§ **What the task asks**
Each line of the data below that holds the word "else" is to be reported in full.

§ **Excerpted data**
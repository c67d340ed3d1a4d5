// SPDX-License-Identifier: BUSL-1.1
// Copyright (c) 2026 Alfred Jean LLC

//! Declarative property mapping from decoded values onto typed objects.
//!
//! Each target type owns a static [`PropertyTable`]: an ordered list of
//! (property name, wire key, converter) entries built once and shared
//! read-only by every fill. Filling never stops at a bad field; conversion
//! failures are recorded on the target through [`MessageObject::add_error`].

pub mod convert;

use std::borrow::Cow;

use fah_pyon::{Value, ValueMap};

use crate::{ConversionError, TypeMappingError};

/// A target that collects per-field conversion errors.
pub trait MessageObject {
    fn errors(&self) -> &[ConversionError];
    fn add_error(&mut self, error: ConversionError);
}

/// A [`MessageObject`] with a static property table.
pub trait Mapped: MessageObject + Default + Sized + 'static {
    fn property_table() -> &'static PropertyTable<Self>;

    /// Reshape the decoded tree before mapping. Identity by default.
    fn prepare(tree: &Value) -> Cow<'_, Value> {
        Cow::Borrowed(tree)
    }
}

/// Implement [`MessageObject`] for a struct with an `errors` field.
#[macro_export]
macro_rules! message_object {
    ($($ty:ty),+ $(,)?) => {
        $(
            impl $crate::MessageObject for $ty {
                fn errors(&self) -> &[$crate::ConversionError] {
                    &self.errors
                }

                fn add_error(&mut self, error: $crate::ConversionError) {
                    self.errors.push(error);
                }
            }
        )+
    };
}

type Apply<T> =
    Box<dyn Fn(&mut T, &Value, &mut Vec<ConversionError>) -> Result<(), String> + Send + Sync>;

/// One declared property: where it lives on the wire and how it converts.
pub struct PropertyMapping<T> {
    name: &'static str,
    wire_key: &'static str,
    apply: Apply<T>,
}

impl<T> PropertyMapping<T> {
    pub fn name(&self) -> &'static str {
        self.name
    }

    pub fn wire_key(&self) -> &'static str {
        self.wire_key
    }
}

impl<T> std::fmt::Debug for PropertyMapping<T> {
    fn fmt(&self, f: &mut std::fmt::Formatter<'_>) -> std::fmt::Result {
        f.debug_struct("PropertyMapping")
            .field("name", &self.name)
            .field("wire_key", &self.wire_key)
            .finish_non_exhaustive()
    }
}

/// Ordered mapping table for one target type.
#[derive(Debug)]
pub struct PropertyTable<T> {
    mappings: Vec<PropertyMapping<T>>,
}

impl<T: 'static> PropertyTable<T> {
    pub fn builder() -> PropertyTableBuilder<T> {
        PropertyTableBuilder { mappings: Vec::new() }
    }

    pub fn iter(&self) -> impl Iterator<Item = &PropertyMapping<T>> {
        self.mappings.iter()
    }

    pub fn len(&self) -> usize {
        self.mappings.len()
    }

    pub fn is_empty(&self) -> bool {
        self.mappings.is_empty()
    }

    /// Mappings that read `wire_key`, in declaration order.
    pub fn for_wire_key<'a>(
        &'a self,
        wire_key: &'a str,
    ) -> impl Iterator<Item = &'a PropertyMapping<T>> + 'a {
        self.mappings.iter().filter(move |m| m.wire_key == wire_key)
    }
}

/// Builds a [`PropertyTable`]. Several properties may read the same wire key.
pub struct PropertyTableBuilder<T> {
    mappings: Vec<PropertyMapping<T>>,
}

impl<T: 'static> PropertyTableBuilder<T> {
    /// Convert the raw value and assign it to a field.
    pub fn field<V: 'static>(
        mut self,
        name: &'static str,
        wire_key: &'static str,
        convert: fn(&Value) -> Result<V, String>,
        assign: fn(&mut T, V),
    ) -> Self {
        self.mappings.push(PropertyMapping {
            name,
            wire_key,
            apply: Box::new(move |target, value, _| {
                assign(target, convert(value)?);
                Ok(())
            }),
        });
        self
    }

    /// Fill a sub-object from a nested map.
    ///
    /// The sub-object's own conversion errors are also lifted into the
    /// parent under `<name>.<property>`.
    pub fn nested<S: Mapped>(
        mut self,
        name: &'static str,
        wire_key: &'static str,
        assign: fn(&mut T, S),
    ) -> Self {
        self.mappings.push(PropertyMapping {
            name,
            wire_key,
            apply: Box::new(move |target, value, lifted| {
                let prepared = S::prepare(value);
                let Some(map) = prepared.as_map() else {
                    return Err(format!("expected map, found {}", prepared.kind()));
                };
                let mut sub = S::default();
                fill_map(&mut sub, map);
                lifted.extend(sub.errors().iter().map(|e| e.qualified(name)));
                assign(target, sub);
                Ok(())
            }),
        });
        self
    }

    /// Re-apply every mapping of `S` to the `S` embedded in `T`.
    ///
    /// Lets a caller-defined type extend a stock model with extra
    /// properties; conversion errors land on the outer object.
    pub fn embed<S: Mapped>(mut self, project: fn(&mut T) -> &mut S) -> Self {
        for inner in S::property_table().iter() {
            self.mappings.push(PropertyMapping {
                name: inner.name,
                wire_key: inner.wire_key,
                apply: Box::new(move |target, value, lifted| {
                    (inner.apply)(project(target), value, lifted)
                }),
            });
        }
        self
    }

    pub fn build(self) -> PropertyTable<T> {
        PropertyTable { mappings: self.mappings }
    }
}

fn short_type_name<T>() -> &'static str {
    let full = std::any::type_name::<T>();
    let base = full.split('<').next().unwrap_or(full);
    base.rsplit("::").next().unwrap_or(base)
}

/// Populate `target` from a decoded map value.
///
/// Fails only when the (prepared) tree is not a map; every field-level
/// problem is recorded on the target instead.
pub fn fill<T: Mapped>(mut target: T, tree: &Value) -> Result<T, TypeMappingError> {
    let prepared = T::prepare(tree);
    let Some(map) = prepared.as_map() else {
        return Err(TypeMappingError::Shape {
            target: short_type_name::<T>(),
            expected: "map",
            found: prepared.kind(),
        });
    };
    fill_map(&mut target, map);
    Ok(target)
}

/// Build one fresh `T` per element of a decoded list, in wire order.
///
/// Any element that is not a map fails the whole call.
pub fn fill_list<T: Mapped>(tree: &Value) -> Result<Vec<T>, TypeMappingError> {
    let Some(items) = tree.as_list() else {
        return Err(TypeMappingError::Shape {
            target: short_type_name::<T>(),
            expected: "list",
            found: tree.kind(),
        });
    };

    let mut out = Vec::with_capacity(items.len());
    for (index, item) in items.iter().enumerate() {
        let prepared = T::prepare(item);
        let Some(map) = prepared.as_map() else {
            return Err(TypeMappingError::Element {
                target: short_type_name::<T>(),
                index,
                found: prepared.kind(),
            });
        };
        let mut element = T::default();
        fill_map(&mut element, map);
        out.push(element);
    }
    Ok(out)
}

fn fill_map<T: Mapped>(target: &mut T, map: &ValueMap) {
    let mut lifted = Vec::new();
    for mapping in T::property_table().iter() {
        let Some(value) = map.get(mapping.wire_key).filter(|v| !v.is_null()) else {
            continue;
        };
        if let Err(reason) = (mapping.apply)(target, value, &mut lifted) {
            tracing::debug!(property = mapping.name, %reason, "field conversion failed");
            target.add_error(ConversionError::new(mapping.name, reason));
        }
        for error in lifted.drain(..) {
            target.add_error(error);
        }
    }
}

#[cfg(test)]
#[path = "../mapping_tests.rs"]
mod tests;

§ **Response**
                let Some(map) = prepared.as_map() else {
    let Some(map) = prepared.as_map() else {
    let Some(items) = tree.as_list() else {
        let Some(map) = prepared.as_map() else {
        let Some(value) = map.get(mapping.wire_key).filter(|v| !v.is_null()) else {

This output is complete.